O PT, PSOL, PCdoB, MST e outros ativistas de esquerda que montaram um acampamento em frente a Superintendência da Polícia Federal em Curitiba, onde o ex-presidente Lula está preso, receberam um balde de água fria nesta terça=feira, 10. O grupo havia negociado com a PF a permanência no local até o julgamento no Supremo Tribunal Federal (STF), de um ação pedida pelo Partido Ecológico Nacional (PEN) para que fosse reexaminada a possibilidade de prisão após condenação em segunda instância.

Contudo, o ministro Marco Aurélio Mello decidiu suspender por cinco dias o andamento de uma ação  na Corte, a pedido do próprio PEN. O partido recuou da ação, após perceber que a revisão da regra em vigor poderia favorecer o ex-presidente Lula, condenado em segunda instância a uma pena de 12 anos e um mês de prisão em regime fechado.

Com a decisão de Marco Aurélio, não há mais qualquer motivo que justifique a permanência dos subordinados de Lula no entorno do prédio onde o petista se encontra preso.
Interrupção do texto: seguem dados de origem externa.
//! WAV encoding and decoding for PCM audio.

use crate::FormatError;
use binrw::{BinRead, BinReaderExt};
use pg_engine::Frame;
use pg_ir::{RawSample, PCM_MIDPOINT};
use std::io::{Cursor, Write};

// --- Writing ---

/// Write 16-bit stereo PCM from rendered frames.
pub fn write_wav(w: &mut impl Write, frames: &[Frame], sample_rate: u32) -> std::io::Result<()> {
    let num_channels: u16 = 2;
    let bits_per_sample: u16 = 16;
    let block_align = num_channels * (bits_per_sample / 8);
    let data_size = frames.len() as u32 * block_align as u32;

    write_riff_header(w, data_size)?;
    write_fmt_chunk(w, num_channels, sample_rate, block_align, bits_per_sample)?;
    w.write_all(b"data")?;
    w.write_all(&data_size.to_le_bytes())?;
    for frame in frames {
        w.write_all(&frame.left.to_le_bytes())?;
        w.write_all(&frame.right.to_le_bytes())?;
    }
    Ok(())
}

pub fn frames_to_wav(frames: &[Frame], sample_rate: u32) -> Vec<u8> {
    let mut buf = Vec::new();
    write_wav(&mut buf, frames, sample_rate).expect("Vec<u8> write cannot fail");
    buf
}

/// Write a raw sample as 16-bit mono PCM at its own rate.
pub fn write_sample_wav(w: &mut impl Write, sample: &RawSample) -> std::io::Result<()> {
    let bits_per_sample: u16 = 16;
    let block_align = bits_per_sample / 8;
    let data_size = sample.len() as u32 * block_align as u32;

    write_riff_header(w, data_size)?;
    write_fmt_chunk(w, 1, sample.sample_rate, block_align, bits_per_sample)?;
    w.write_all(b"data")?;
    w.write_all(&data_size.to_le_bytes())?;
    for pos in 0..sample.len() {
        w.write_all(&sample.get_signed(pos).to_le_bytes())?;
    }
    Ok(())
}

pub fn sample_to_wav(sample: &RawSample) -> Vec<u8> {
    let mut buf = Vec::new();
    write_sample_wav(&mut buf, sample).expect("Vec<u8> write cannot fail");
    buf
}

fn write_riff_header(w: &mut impl Write, data_size: u32) -> std::io::Result<()> {
    w.write_all(b"RIFF")?;
    w.write_all(&(36 + data_size).to_le_bytes())?;
    w.write_all(b"WAVE")
}

fn write_fmt_chunk(
    w: &mut impl Write,
    num_channels: u16,
    sample_rate: u32,
    block_align: u16,
    bits_per_sample: u16,
) -> std::io::Result<()> {
    w.write_all(b"fmt ")?;
    w.write_all(&16u32.to_le_bytes())?;
    w.write_all(&PCM_FORMAT_TAG.to_le_bytes())?;
    w.write_all(&num_channels.to_le_bytes())?;
    w.write_all(&sample_rate.to_le_bytes())?;
    w.write_all(&(sample_rate * block_align as u32).to_le_bytes())?;
    w.write_all(&block_align.to_le_bytes())?;
    w.write_all(&bits_per_sample.to_le_bytes())
}

// --- Reading ---

const PCM_FORMAT_TAG: u16 = 1;
const RIFF_HEADER_LEN: u64 = 12;
const CHUNK_HEADER_LEN: u64 = 8;
const FMT_CHUNK_LEN: u32 = 16;

#[derive(BinRead)]
#[br(magic = b"RIFF")]
struct RiffHeader {
    _file_size: u32,
    form: [u8; 4],
}

#[derive(BinRead)]
struct ChunkHeader {
    id: [u8; 4],
    size: u32,
}

#[derive(BinRead)]
struct FmtChunk {
    format_tag: u16,
    channels: u16,
    sample_rate: u32,
    _byte_rate: u32,
    _block_align: u16,
    bits_per_sample: u16,
}

/// Load a mono PCM WAV file from raw bytes.
///
/// 16-bit signed samples are shifted onto the unsigned range; 8-bit
/// unsigned samples are scaled up by 256.
pub fn load_wav(data: &[u8]) -> Result<RawSample, FormatError> {
    if data.len() < 44 {
        return Err(FormatError::UnexpectedEof);
    }

    let mut cursor = Cursor::new(data);
    let riff: RiffHeader = cursor.read_le()?;
    if &riff.form != b"WAVE" {
        return Err(FormatError::InvalidHeader);
    }

    let (fmt, pcm) = find_chunks(&mut cursor)?;
    let fmt = fmt.ok_or(FormatError::InvalidHeader)?;
    let pcm = pcm.ok_or(FormatError::InvalidHeader)?;

    if fmt.format_tag != PCM_FORMAT_TAG {
        return Err(FormatError::UnsupportedFormat(fmt.format_tag));
    }
    if fmt.channels != 1 {
        return Err(FormatError::UnsupportedChannels(fmt.channels));
    }
    if fmt.sample_rate == 0 {
        return Err(FormatError::ZeroSampleRate);
    }

    let samples = match fmt.bits_per_sample {
        8 => read_8bit_mono(pcm),
        16 => read_16bit_mono(pcm)?,
        bits => return Err(FormatError::UnsupportedBitDepth(bits)),
    };
    Ok(RawSample::new(samples, fmt.sample_rate))
}

/// Walk the RIFF chunk list, returning the `fmt ` chunk and the PCM bytes.
fn find_chunks<'a>(
    cursor: &mut Cursor<&'a [u8]>,
) -> Result<(Option<FmtChunk>, Option<&'a [u8]>), FormatError> {
    let data: &'a [u8] = *cursor.get_ref();
    let len = data.len() as u64;
    let mut pos = RIFF_HEADER_LEN;
    let mut fmt = None;
    let mut pcm = None;

    while pos + CHUNK_HEADER_LEN <= len {
        cursor.set_position(pos);
        let header: ChunkHeader = cursor.read_le()?;
        let body = pos + CHUNK_HEADER_LEN;

        if &header.id == b"fmt " {
            if header.size < FMT_CHUNK_LEN {
                return Err(FormatError::InvalidHeader);
            }
            fmt = Some(cursor.read_le::<FmtChunk>()?);
        } else if &header.id == b"data" {
            let end = body + header.size as u64;
            if end > len {
                return Err(FormatError::UnexpectedEof);
            }
            pcm = Some(&data[body as usize..end as usize]);
        }

        pos = body + header.size as u64;
        if pos % 2 != 0 {
            pos += 1;
        }
    }

    Ok((fmt, pcm))
}

/// 8-bit WAV is unsigned with centre 128.
fn read_8bit_mono(raw: &[u8]) -> Vec<u16> {
    raw.iter().map(|&b| (b as u16) << 8).collect()
}

/// A trailing half sample means the payload was cut short.
fn read_16bit_mono(raw: &[u8]) -> Result<Vec<u16>, FormatError> {
    if raw.len() % 2 != 0 {
        return Err(FormatError::UnexpectedEof);
    }
    Ok(raw
        .chunks_exact(2)
        .map(|c| {
            let signed = i16::from_le_bytes([c[0], c[1]]);
            (signed as i32 + PCM_MIDPOINT as i32) as u16
        })
        .collect())
}

#[cfg(test)]
mod tests {
    use super::*;

    /// Build a minimal WAV file from raw parameters.
    fn make_wav(format: u16, channels: u16, sample_rate: u32, bits: u16, pcm_data: &[u8]) -> Vec<u8> {
        let block_align = channels * (bits / 8);
        let byte_rate = sample_rate * block_align as u32;
        let data_size = pcm_data.len() as u32;
        let file_size = 36 + data_size;

        let mut buf = Vec::new();
        buf.extend(b"RIFF");
        buf.extend(&file_size.to_le_bytes());
        buf.extend(b"WAVE");
        buf.extend(b"fmt ");
        buf.extend(&16u32.to_le_bytes());
        buf.extend(&format.to_le_bytes());
        buf.extend(&channels.to_le_bytes());
        buf.extend(&sample_rate.to_le_bytes());
        buf.extend(&byte_rate.to_le_bytes());
        buf.extend(&block_align.to_le_bytes());
        buf.extend(&bits.to_le_bytes());
        buf.extend(b"data");
        buf.extend(&data_size.to_le_bytes());
        buf.extend(pcm_data);
        buf
    }

    fn pcm16(values: &[i16]) -> Vec<u8> {
        values.iter().flat_map(|v| v.to_le_bytes()).collect()
    }

    #[test]
    fn load_8bit_mono() {
        let wav = make_wav(1, 1, 22050, 8, &[128, 255, 0, 192]);
        let sample = load_wav(&wav).unwrap();
        assert_eq!(sample.sample_rate, 22050);
        assert_eq!(sample.data(), &[32768, 65280, 0, 49152]);
    }

    #[test]
    fn load_16bit_mono() {
        let wav = make_wav(1, 1, 16000, 16, &pcm16(&[0, 1000, -1000, 32767, -32768]));
        let sample = load_wav(&wav).unwrap();
        assert_eq!(sample.sample_rate, 16000);
        assert_eq!(sample.data(), &[32768, 33768, 31768, 65535, 0]);
    }

    #[test]
    fn unknown_chunks_are_skipped() {
        let plain = make_wav(1, 1, 8000, 16, &pcm16(&[5, 6]));
        // Odd-sized LIST chunk (plus pad byte) ahead of "fmt ".
        let mut wav = plain[..12].to_vec();
        wav.extend(b"LIST");
        wav.extend(&3u32.to_le_bytes());
        wav.extend(&[1, 2, 3, 0]);
        wav.extend(&plain[12..]);
        let sample = load_wav(&wav).unwrap();
        assert_eq!(sample.len(), 2);
        assert_eq!(sample.get_signed(1), 6);
    }

    #[test]
    fn stereo_rejected() {
        let wav = make_wav(1, 2, 44100, 16, &pcm16(&[1, 2, 3, 4]));
        assert_eq!(load_wav(&wav), Err(FormatError::UnsupportedChannels(2)));
    }

    #[test]
    fn compressed_rejected() {
        let wav = make_wav(3, 1, 44100, 32, &[0; 8]);
        assert_eq!(load_wav(&wav), Err(FormatError::UnsupportedFormat(3)));
    }

    #[test]
    fn odd_bit_depth_rejected() {
        let wav = make_wav(1, 1, 44100, 24, &[0; 6]);
        assert_eq!(load_wav(&wav), Err(FormatError::UnsupportedBitDepth(24)));
    }

    #[test]
    fn invalid_header_rejected() {
        let mut wav = make_wav(1, 1, 8000, 8, &[128; 8]);
        wav[0..4].copy_from_slice(b"RIFX");
        assert_eq!(load_wav(&wav), Err(FormatError::InvalidHeader));

        let mut wav = make_wav(1, 1, 8000, 8, &[128; 8]);
        wav[8..12].copy_from_slice(b"AVI ");
        assert_eq!(load_wav(&wav), Err(FormatError::InvalidHeader));
    }

    #[test]
    fn missing_data_chunk_rejected() {
        let mut wav = make_wav(1, 1, 8000, 8, &[128; 8]);
        wav[36..40].copy_from_slice(b"junk");
        assert_eq!(load_wav(&wav), Err(FormatError::InvalidHeader));
    }

    #[test]
    fn zero_sample_rate_rejected() {
        let sample = RawSample::new(vec![1000; 32], 8000);
        let mut wav = sample_to_wav(&sample);
        wav[24..28].copy_from_slice(&0u32.to_le_bytes());
        assert_eq!(load_wav(&wav), Err(FormatError::ZeroSampleRate));
    }

    #[test]
    fn data_chunk_past_end_rejected() {
        let mut wav = make_wav(1, 1, 8000, 16, &pcm16(&[1, 2, 3, 4]));
        wav[40..44].copy_from_slice(&64u32.to_le_bytes());
        assert_eq!(load_wav(&wav), Err(FormatError::UnexpectedEof));
    }

    #[test]
    fn odd_16bit_payload_rejected() {
        let wav = make_wav(1, 1, 8000, 16, &[0, 1, 2, 3, 4]);
        assert_eq!(load_wav(&wav), Err(FormatError::UnexpectedEof));
    }

    #[test]
    fn too_short_rejected() {
        assert_eq!(load_wav(&[0; 10]), Err(FormatError::UnexpectedEof));
    }

    #[test]
    fn sample_wav_decodes_to_same_sample() {
        let sample = RawSample::new(vec![0, 32768, 65535, 12345], 11025);
        let decoded = load_wav(&sample_to_wav(&sample)).unwrap();
        assert_eq!(decoded, sample);
    }

    #[test]
    fn frames_wav_has_stereo_header() {
        let wav = frames_to_wav(&[Frame::mono(1), Frame::mono(-1)], 48000);
        assert_eq!(wav.len(), 44 + 8);
        assert_eq!(&wav[22..24], &2u16.to_le_bytes());
        assert_eq!(&wav[24..28], &48000u32.to_le_bytes());
    }
}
A notícia sobre o adiamento da possibilidade do ministro jogar uma das ações declaratória de constitucionalidade (ADCs) no plenário do STF nesta quarta-feira também deixou o ex-presidente Lula bastante abatido. Após o pedido do PEN para que seus novos advogados revejam a ação proposta pelo partido, o próprio Marco Aurélio ficou sem um trunfo nas mãos para forçar o reexame da questão.

Enquanto isso, o grupo acampado nas imediações do prédio da PF tem até quinta feira para levantar acampamento. Caso resistam, podem ser removidos do local com auxílio de força policial do Batalhão de Choque da PM do Paraná.